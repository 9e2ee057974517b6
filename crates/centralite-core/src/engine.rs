//! Protocol engine
//!
//! Owns the link to one panel. A background thread reads and classifies
//! lines, hands replies to the command channel and dispatches push events
//! to the event bus. Everything else runs on the caller's thread.

use std::sync::atomic::{AtomicBool, Ordering};
use std::sync::{Arc, Mutex, PoisonError};
use std::thread::{self, JoinHandle};
use std::net::TcpStream;
use std::time::Duration;

use crate::config::{EngineConfig, LinkConfig};
use crate::events::{EventBus, EventKey, PanelEvent, Subscription};
use crate::levels;
use crate::protocol::{
    classify, decode_loads, decode_switches, open_port, ChannelStats, Command, CommandChannel,
    DeviceStates, Frame, FrameReader, ProtocolError, ReadOutcome, ReplySlot, SceneDirection,
    TcpLink, Transport,
};

/// Ramp rate used when setting a level from a 0-255 brightness
pub const DEFAULT_RAMP_RATE: u8 = 1;

/// State shared with the reader thread
struct Shared {
    bus: Arc<EventBus>,
    replies: Arc<ReplySlot>,
    running: AtomicBool,
    bulk_load_events: bool,
}

impl Shared {
    fn handle_line(&self, line: &str) {
        let frame = classify(line, self.replies.is_pending());
        if frame.is_push_event() {
            tracing::debug!("reader: push event {:?}", frame);
        }
        match frame {
            Frame::SwitchPressed(id) => self.dispatch(PanelEvent::SwitchPressed { id }),
            Frame::SwitchReleased(id) => self.dispatch(PanelEvent::SwitchReleased { id }),
            Frame::LoadChanged { id, level } => {
                self.dispatch(PanelEvent::LoadChanged { id, level })
            }
            Frame::LoadBulkStatus(hex) => {
                let answered = self.replies.offer(hex);
                if self.bulk_load_events {
                    self.dispatch_bulk_loads(hex);
                } else if !answered {
                    tracing::debug!("reader: unsolicited load bitmap {:?}", hex);
                }
            }
            Frame::SwitchBulkStatus(hex) => {
                if !self.replies.offer(hex) {
                    tracing::debug!("reader: unsolicited switch bitmap {:?}", hex);
                }
            }
            Frame::CommandReply(text) => {
                if !self.replies.offer(text) {
                    tracing::info!("reader: reply {:?} arrived after its command gave up", text);
                }
            }
            Frame::Unrecognized("") => tracing::trace!("reader: empty line"),
            Frame::Unrecognized(text) => tracing::info!("reader: unrecognized input {:?}", text),
        }
    }

    /// Replay a load bitmap as level events so load subscribers resync
    fn dispatch_bulk_loads(&self, hex: &str) {
        match decode_loads(hex) {
            Ok(states) => {
                for (id, on) in states {
                    let level = if on { 99 } else { 0 };
                    self.dispatch(PanelEvent::LoadChanged { id, level });
                }
            }
            Err(e) => tracing::warn!("reader: undecodable load bitmap {:?}: {}", hex, e),
        }
    }

    fn dispatch(&self, event: PanelEvent) {
        if !self.running.load(Ordering::Acquire) {
            return;
        }
        let report = self.bus.dispatch(&event);
        if report.failed > 0 {
            tracing::debug!(
                "reader: {:?} delivered to {}, {} handler(s) failed",
                event,
                report.delivered,
                report.failed
            );
        }
    }
}

fn reader_loop(mut reader: FrameReader<Box<dyn Transport>>, shared: Arc<Shared>, backoff: Duration) {
    tracing::info!("reader: started");
    while shared.running.load(Ordering::Acquire) {
        match reader.read_line() {
            Ok(ReadOutcome::Timeout) => continue,
            Ok(ReadOutcome::Line(line)) => {
                tracing::trace!("reader: incoming line {:?}", line);
                shared.handle_line(&line);
            }
            Err(e) => {
                tracing::warn!("reader: read failed: {}", e);
                thread::sleep(backoff);
            }
        }
    }
    tracing::info!("reader: stopped");
}

/// Connection to one panel
pub struct ProtocolEngine {
    shared: Arc<Shared>,
    channel: CommandChannel,
    reader: Mutex<Option<JoinHandle<()>>>,
    config: EngineConfig,
}

impl ProtocolEngine {
    /// Start an engine on an already opened transport
    ///
    /// The transport is cloned so reads and writes use separate handles;
    /// failure to clone is a setup error.
    pub fn new(mut transport: Box<dyn Transport>, config: EngineConfig) -> Result<Self, ProtocolError> {
        transport.set_timeout(config.read_timeout())?;
        if let Err(e) = transport.clear_input_buffer() {
            tracing::warn!("new: failed to clear input buffer: {} (continuing)", e);
        }
        let writer = transport.try_clone()?;

        let replies = Arc::new(ReplySlot::new());
        let shared = Arc::new(Shared {
            bus: Arc::new(EventBus::new()),
            replies: replies.clone(),
            running: AtomicBool::new(true),
            bulk_load_events: config.bulk_load_events,
        });

        let reader = FrameReader::with_max_len(transport, config.max_line_length);
        let reader_shared = shared.clone();
        let backoff = config.read_timeout();
        let handle = thread::Builder::new()
            .name("centralite-reader".to_string())
            .spawn(move || reader_loop(reader, reader_shared, backoff))?;

        Ok(Self {
            shared,
            channel: CommandChannel::new(writer, replies),
            reader: Mutex::new(Some(handle)),
            config,
        })
    }

    /// Open a serial port and start an engine on it
    pub fn open_serial(link: &LinkConfig, config: EngineConfig) -> Result<Self, ProtocolError> {
        let port = open_port(&link.port_name, Some(link.baud_rate), config.read_timeout())?;
        Self::new(Box::new(port), config)
    }

    /// Connect to a serial-over-TCP bridge ("host:port") and start an engine on it
    pub fn open_tcp(addr: &str, config: EngineConfig) -> Result<Self, ProtocolError> {
        tracing::info!("open_tcp: connecting to {}", addr);
        let stream = TcpStream::connect(addr).map_err(|e| ProtocolError::PortOpen {
            port: addr.to_string(),
            reason: e.to_string(),
        })?;
        Self::new(Box::new(TcpLink::new(stream)), config)
    }

    /// Settings the engine was started with
    pub fn config(&self) -> &EngineConfig {
        &self.config
    }

    /// Bus the reader dispatches to, for adapters that subscribe directly
    pub fn event_bus(&self) -> Arc<EventBus> {
        self.shared.bus.clone()
    }

    /// False once `close` has begun
    pub fn is_running(&self) -> bool {
        self.shared.running.load(Ordering::Acquire)
    }

    /// Command and reply counters since start
    pub fn stats(&self) -> ChannelStats {
        self.channel.stats()
    }

    // ---- commands ------------------------------------------------------

    /// Turn a load fully on
    pub fn activate_load(&self, id: u16) -> Result<(), ProtocolError> {
        self.channel.send(&Command::ActivateLoad(id))
    }

    /// Turn a load off
    pub fn deactivate_load(&self, id: u16) -> Result<(), ProtocolError> {
        self.channel.send(&Command::DeactivateLoad(id))
    }

    /// Ramp a load to `level` (0-99) at `rate` (0-99); both are clamped
    pub fn set_load_level(&self, id: u16, level: u8, rate: u8) -> Result<(), ProtocolError> {
        self.channel.send(&Command::SetLoadLevel { id, level, rate })
    }

    /// Set a load from a 0-255 brightness
    pub fn set_load_brightness(&self, id: u16, brightness: u8) -> Result<(), ProtocolError> {
        let level = levels::to_narrow(i32::from(brightness));
        self.set_load_level(id, level, DEFAULT_RAMP_RATE)
    }

    /// Ask the panel for a load's level
    ///
    /// `Ok(None)` when the panel did not answer or answered with something
    /// that is not a level.
    pub fn query_load_level(&self, id: u16) -> Result<Option<u8>, ProtocolError> {
        let reply = self
            .channel
            .send_and_await_reply(&Command::QueryLoadLevel(id), self.config.reply_timeout())?;
        let Some(text) = reply else {
            return Ok(None);
        };
        match text.trim().parse::<u8>() {
            Ok(level) if level <= 99 => Ok(Some(level)),
            _ => {
                tracing::debug!("query_load_level: load {} answered {:?}, not a level", id, text);
                Ok(None)
            }
        }
    }

    /// Snapshot every load's on/off state
    ///
    /// Empty when the panel gave no usable answer.
    pub fn query_all_load_states(&self) -> Result<DeviceStates, ProtocolError> {
        self.query_bitmap(Command::QueryAllLoads, decode_loads)
    }

    /// Snapshot every switch's state
    ///
    /// Empty when the panel gave no usable answer.
    pub fn query_all_switch_states(&self) -> Result<DeviceStates, ProtocolError> {
        self.query_bitmap(Command::QueryAllSwitches, decode_switches)
    }

    fn query_bitmap(
        &self,
        command: Command,
        decode: fn(&str) -> Result<DeviceStates, ProtocolError>,
    ) -> Result<DeviceStates, ProtocolError> {
        let wire = command.to_wire();
        let Some(text) = self
            .channel
            .send_and_await_reply(&command, self.config.reply_timeout())?
        else {
            tracing::warn!("query_bitmap: no answer to {}", wire);
            return Ok(DeviceStates::new());
        };
        match decode(&text) {
            Ok(states) => {
                tracing::debug!("query_bitmap: {} decoded {} devices", wire, states.len());
                Ok(states)
            }
            Err(e) => {
                tracing::warn!("query_bitmap: {} answered {:?}: {}", wire, text, e);
                Ok(DeviceStates::new())
            }
        }
    }

    /// Fire a scene; "off" is a separate command on the panel
    pub fn activate_scene(&self, id: u16, direction: SceneDirection) -> Result<(), ProtocolError> {
        self.channel.send(&direction.command(id))
    }

    /// Begin a simulated press; the panel treats a held switch as dimming
    pub fn press_switch(&self, id: u16) -> Result<(), ProtocolError> {
        self.channel.send(&Command::PressSwitch(id))
    }

    /// End a simulated press
    pub fn release_switch(&self, id: u16) -> Result<(), ProtocolError> {
        self.channel.send(&Command::ReleaseSwitch(id))
    }

    /// Press and immediately release a switch
    pub fn tap_switch(&self, id: u16) -> Result<(), ProtocolError> {
        self.press_switch(id)?;
        self.release_switch(id)
    }

    // ---- subscriptions -------------------------------------------------

    /// Call `handler` for every level change of load `id`
    pub fn subscribe_load_change<F>(&self, id: u16, handler: F) -> Subscription
    where
        F: Fn(&PanelEvent) -> anyhow::Result<()> + Send + Sync + 'static,
    {
        self.shared.bus.subscribe(EventKey::load_change(id), handler)
    }

    /// Call `handler` each time switch `id` goes down
    pub fn subscribe_pressed<F>(&self, id: u16, handler: F) -> Subscription
    where
        F: Fn(&PanelEvent) -> anyhow::Result<()> + Send + Sync + 'static,
    {
        self.shared.bus.subscribe(EventKey::pressed(id), handler)
    }

    /// Call `handler` each time switch `id` comes back up
    pub fn subscribe_released<F>(&self, id: u16, handler: F) -> Subscription
    where
        F: Fn(&PanelEvent) -> anyhow::Result<()> + Send + Sync + 'static,
    {
        self.shared.bus.subscribe(EventKey::released(id), handler)
    }

    /// Remove one subscription; false if it was already gone
    pub fn unsubscribe(&self, subscription: &Subscription) -> bool {
        self.shared.bus.unsubscribe(subscription)
    }

    // ---- lifecycle -----------------------------------------------------

    /// Stop the reader, release the transport and drop all subscriptions
    ///
    /// Safe to call more than once and from a handler. Returns within
    /// about one read timeout.
    pub fn close(&self) {
        if self.shared.running.swap(false, Ordering::AcqRel) {
            tracing::info!("close: stopping reader");
        }

        let handle = self
            .reader
            .lock()
            .unwrap_or_else(PoisonError::into_inner)
            .take();
        if let Some(handle) = handle {
            if handle.thread().id() == thread::current().id() {
                // Called from a handler; the loop exits once the handler returns
                tracing::debug!("close: called on reader thread, not joining");
            } else if handle.join().is_err() {
                tracing::warn!("close: reader thread panicked");
            }
        }

        self.channel.close();
        self.shared.bus.clear();
    }
}

impl Drop for ProtocolEngine {
    fn drop(&mut self) {
        self.close();
    }
}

**WHAT TO PRODUCE:**
Copy, from the material, each line that holds the string "Ordering".

**ANSWER FOR THIS EXERCISE:**
use std::sync::atomic::{AtomicBool, Ordering};
        if !self.running.load(Ordering::Acquire) {
    while shared.running.load(Ordering::Acquire) {
        self.shared.running.load(Ordering::Acquire)
        if self.shared.running.swap(false, Ordering::AcqRel) {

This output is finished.